Founded in 2015, LifeSprout is working on a nanofibre-fortified hyaluronic acid gel that could aid the restoration of wounds in muscles and connective tissues resulting from injuries and surgical operations.

LifeSprout’s nanofibres, formed from a polymer already used in surgical sutures, coalesce upon injection at the wound as a scaffold-like structure through which access is granted to wound-healing cells such as macrophages.

The macrophages then signal for healing reinforcements such as blood vessel-forming cells, in theory enabling the patient to gradually rebuild chunks of tissue.

LifeSprout hopes its approach will improve on existing hyaluronic acid-based gels, which often only repair minor wounds, as well as fortified alternatives that are prone to scarring.

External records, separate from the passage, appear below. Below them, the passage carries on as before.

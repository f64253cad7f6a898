//! Board TUI entry point and terminal setup.

use std::io::{self, Stdout};
use std::time::Duration;

use crossterm::{
    event::{DisableMouseCapture, EnableMouseCapture},
    execute,
    terminal::{disable_raw_mode, enable_raw_mode, EnterAlternateScreen, LeaveAlternateScreen},
};
use ratatui::{prelude::CrosstermBackend, Terminal};
use tracing::{error, info};

use crate::service::BoardService;
use crate::tui::board_view::BoardApp;

/// Initialise and run the board view, saving pending changes on exit.
/// A failed exit save is reported on stderr once the terminal is restored.
pub fn run_board_tui(service: BoardService, poll_timeout: Duration) -> io::Result<()> {
    enable_raw_mode()?;
    let mut stdout = io::stdout();
    execute!(stdout, EnterAlternateScreen, EnableMouseCapture)?;
    let backend = CrosstermBackend::new(stdout);
    let mut terminal = Terminal::new(backend)?;

    let mut app = BoardApp::new(service, poll_timeout);
    let result = app.run(&mut terminal);
    let restored = restore_terminal(&mut terminal);

    shut_down(&mut app, result, restored)
}

/// Every step runs even if an earlier one fails; the first error is kept.
fn restore_terminal(terminal: &mut Terminal<CrosstermBackend<Stdout>>) -> io::Result<()> {
    let raw = disable_raw_mode();
    let screen = execute!(terminal.backend_mut(), LeaveAlternateScreen, DisableMouseCapture);
    let cursor = terminal.show_cursor();
    raw.and(screen).and(cursor)
}

/// Save pending changes whatever happened to the event loop or the terminal,
/// then hand back the first of those errors.
fn shut_down(app: &mut BoardApp, result: io::Result<()>, restored: io::Result<()>) -> io::Result<()> {
    match app.save_on_exit() {
        Ok(()) => info!("board view closed"),
        Err(e) => {
            error!(error = %e, "save on exit failed");
            eprintln!("Failed to save board: {e}");
        }
    }
    result.and(restored)
}
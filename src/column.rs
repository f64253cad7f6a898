//! Columns: named, ordered buckets of tasks.

use crate::task::{Task, TaskId};

/// Column backgrounds handed out round-robin as columns are created
/// (6-char hex without `#`).
pub const PALETTE: &[&str] = &[
    "fff0f0", // red
    "fffbe6", // yellow
    "e6ffed", // green
    "e3f2fd", // blue
    "f3e5f5", // lilac
    "e0f2f1", // teal
    "fff3e0", // orange
];

/// A workflow state on the board and the tasks currently in it.
#[derive(Debug, Clone, PartialEq)]
pub struct Column {
    name: String,
    color: usize,
    tasks: Vec<Task>,
}

impl Column {
    pub(crate) fn new(name: impl Into<String>, color: usize) -> Self {
        Column {
            name: name.into(),
            color: color % PALETTE.len(),
            tasks: Vec::new(),
        }
    }

    pub fn name(&self) -> &str {
        &self.name
    }

    /// Palette slot assigned at creation.
    pub fn color_slot(&self) -> usize {
        self.color
    }

    /// Palette hex for this column.
    pub fn color_hex(&self) -> &'static str {
        PALETTE[self.color]
    }

    pub fn tasks(&self) -> &[Task] {
        &self.tasks
    }

    pub fn len(&self) -> usize {
        self.tasks.len()
    }

    pub fn is_empty(&self) -> bool {
        self.tasks.is_empty()
    }

    pub fn position(&self, id: &TaskId) -> Option<usize> {
        self.tasks.iter().position(|t| &t.id == id)
    }

    pub(crate) fn push(&mut self, mut task: Task) {
        task.state.clone_from(&self.name);
        self.tasks.push(task);
    }

    pub(crate) fn take(&mut self, idx: usize) -> Task {
        self.tasks.remove(idx)
    }

    pub(crate) fn get_mut(&mut self, idx: usize) -> Option<&mut Task> {
        self.tasks.get_mut(idx)
    }

    pub(crate) fn clear(&mut self) {
        self.tasks.clear();
    }
}

#[cfg(test)]
mod tests {
    use super::*;

    #[test]
    fn test_push_sets_state() {
        let mut col = Column::new("Review", 0);
        col.push(Task::new("t", "Elsewhere"));
        assert_eq!(col.tasks()[0].state, "Review");
        assert_eq!(col.len(), 1);
    }

    #[test]
    fn test_color_wraps_palette() {
        let col = Column::new("x", PALETTE.len() + 2);
        assert_eq!(col.color_slot(), 2);
        assert_eq!(col.color_hex(), PALETTE[2]);
    }
}
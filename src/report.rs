//! Board reports: completion statistics, per-state counts and CSV export.
//!
//! Reports work on a snapshot of the board and never touch the board itself.

use std::path::Path;

use chrono::{Local, NaiveDate};

use crate::board::CountSummary;
use crate::error::StoreError;
use crate::fields::Priority;
use crate::task::Task;

/// A priority-filtered view over a task snapshot.
#[derive(Debug, Clone)]
pub struct Report {
    tasks: Vec<Task>,
    priority: Option<Priority>,
    done_column: String,
}

impl Report {
    /// `priority` of `None` keeps every task.
    pub fn new(snapshot: Vec<Task>, priority: Option<Priority>, done_column: impl Into<String>) -> Self {
        let tasks = match priority {
            Some(p) => snapshot.into_iter().filter(|t| t.priority == p).collect(),
            None => snapshot,
        };
        Report {
            tasks,
            priority,
            done_column: done_column.into(),
        }
    }

    pub fn tasks(&self) -> &[Task] {
        &self.tasks
    }

    pub fn priority(&self) -> Option<Priority> {
        self.priority
    }

    pub fn summary(&self) -> CountSummary {
        CountSummary {
            total: self.tasks.len(),
            completed: self.tasks.iter().filter(|t| t.state == self.done_column).count(),
        }
    }

    /// Task count per state, in the order states first appear.
    pub fn by_state(&self) -> Vec<(String, usize)> {
        let mut counts: Vec<(String, usize)> = Vec::new();
        for task in &self.tasks {
            match counts.iter_mut().find(|(state, _)| *state == task.state) {
                Some((_, n)) => *n += 1,
                None => counts.push((task.state.clone(), 1)),
            }
        }
        counts
    }

    pub fn to_csv(&self) -> String {
        let mut csv = String::from("Title,State,Priority,Owner,Created\n");
        for t in &self.tasks {
            csv.push_str(&format!(
                "{},{},{},{},{}\n",
                escape_csv(&t.title.replace(',', " ")),
                escape_csv(&t.state),
                t.priority,
                escape_csv(&t.owner),
                t.created_at.with_timezone(&Local).format("%Y-%m-%d %H:%M"),
            ));
        }
        csv
    }

    pub fn write_csv(&self, path: &Path) -> Result<(), StoreError> {
        std::fs::write(path, self.to_csv()).map_err(|e| StoreError::io(path, e))
    }
}

/// Default export file name for the given day.
pub fn export_file_name(day: NaiveDate) -> String {
    format!("kanban_report_{}.csv", day.format("%Y%m%d"))
}

/// All -> Low -> Medium -> High -> All.
pub fn next_priority_filter(current: Option<Priority>) -> Option<Priority> {
    match current {
        None => Some(Priority::Low),
        Some(Priority::Low) => Some(Priority::Medium),
        Some(Priority::Medium) => Some(Priority::High),
        Some(Priority::High) => None,
    }
}

pub fn priority_filter_label(filter: Option<Priority>) -> &'static str {
    filter.map_or("All", Priority::label)
}

fn escape_csv(s: &str) -> String {
    if s.contains(',') || s.contains('"') || s.contains('\n') {
        format!("\"{}\"", s.replace('"', "\"\""))
    } else {
        s.to_string()
    }
}

#[cfg(test)]
mod tests {
    use super::*;
    use crate::board::Board;

    fn snapshot() -> Vec<Task> {
        let mut board = Board::new();
        board.add_task(Task::new("a, with comma", "Pending").with_priority(Priority::High));
        board.add_task(Task::new("b", "Pending"));
        board.add_task(Task::new("c", "Done").with_priority(Priority::High));
        board.add_task(Task::new("d", "Needs, review"));
        board.snapshot()
    }

    #[test]
    fn test_summary_and_grouping() {
        let report = Report::new(snapshot(), None, "Done");
        assert_eq!(report.summary(), CountSummary { total: 4, completed: 1 });
        assert_eq!(
            report.by_state(),
            vec![("Pending".to_string(), 2), ("Done".to_string(), 1), ("Needs, review".to_string(), 1)]
        );
    }

    #[test]
    fn test_priority_filter() {
        let report = Report::new(snapshot(), Some(Priority::High), "Done");
        assert_eq!(report.tasks().len(), 2);
        assert_eq!(report.summary().completed, 1);
        assert!((report.summary().percent() - 50.0).abs() < 1e-9);
    }

    #[test]
    fn test_csv_rows() {
        let csv = Report::new(snapshot(), None, "Done").to_csv();
        let lines: Vec<&str> = csv.lines().collect();
        assert_eq!(lines[0], "Title,State,Priority,Owner,Created");
        assert!(lines[1].starts_with("a  with comma,Pending,High,Unassigned,"));
        assert!(lines[4].starts_with("d,\"Needs, review\",Medium,"));
        assert_eq!(lines.len(), 5);
    }

    #[test]
    fn test_csv_title_quotes_and_newlines_stay_in_one_field() {
        let tasks = vec![Task::new("say \"hi\", then\nleave", "Pending")];
        let csv = Report::new(tasks, None, "Done").to_csv();
        let row = csv.strip_prefix("Title,State,Priority,Owner,Created\n").unwrap();
        assert!(row.starts_with("\"say \"\"hi\"\"  then\nleave\",Pending,Medium,Unassigned,"));
    }

    #[test]
    fn test_priority_filter_cycle() {
        let mut f = None;
        let mut seen = Vec::new();
        for _ in 0..4 {
            f = next_priority_filter(f);
            seen.push(priority_filter_label(f));
        }
        assert_eq!(seen, vec!["Low", "Medium", "High", "All"]);
    }

    #[test]
    fn test_export_file_name() {
        let day = NaiveDate::from_ymd_opt(2024, 3, 9).unwrap();
        assert_eq!(export_file_name(day), "kanban_report_20240309.csv");
    }
}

The concept has already been trialled on rabbit specimens and could with time be enhanced to mend soft tissues with specific functions such as heart muscle.

LifeSprout is the result of work led by Sashank Reddy, a reconstructive surgeon at JHU’s School of Medicine, with the help of a team including Hai-Quan Mao, a professor of materials science and engineering and associate director of the Johns Hopkins Institute of NanoBioTechnology.

The company received $500,000 in March 2018 from state-run economic development agency Maryland Technology Development Corporation’s seed fund, according to, likely as part of a $2.7m equity round disclosed in a regulatory filing the same month.

Medytox Investments, Kairos Ventures, Triskelion Capital and Tedco later supplied $6.5m in series A funding in June 2018.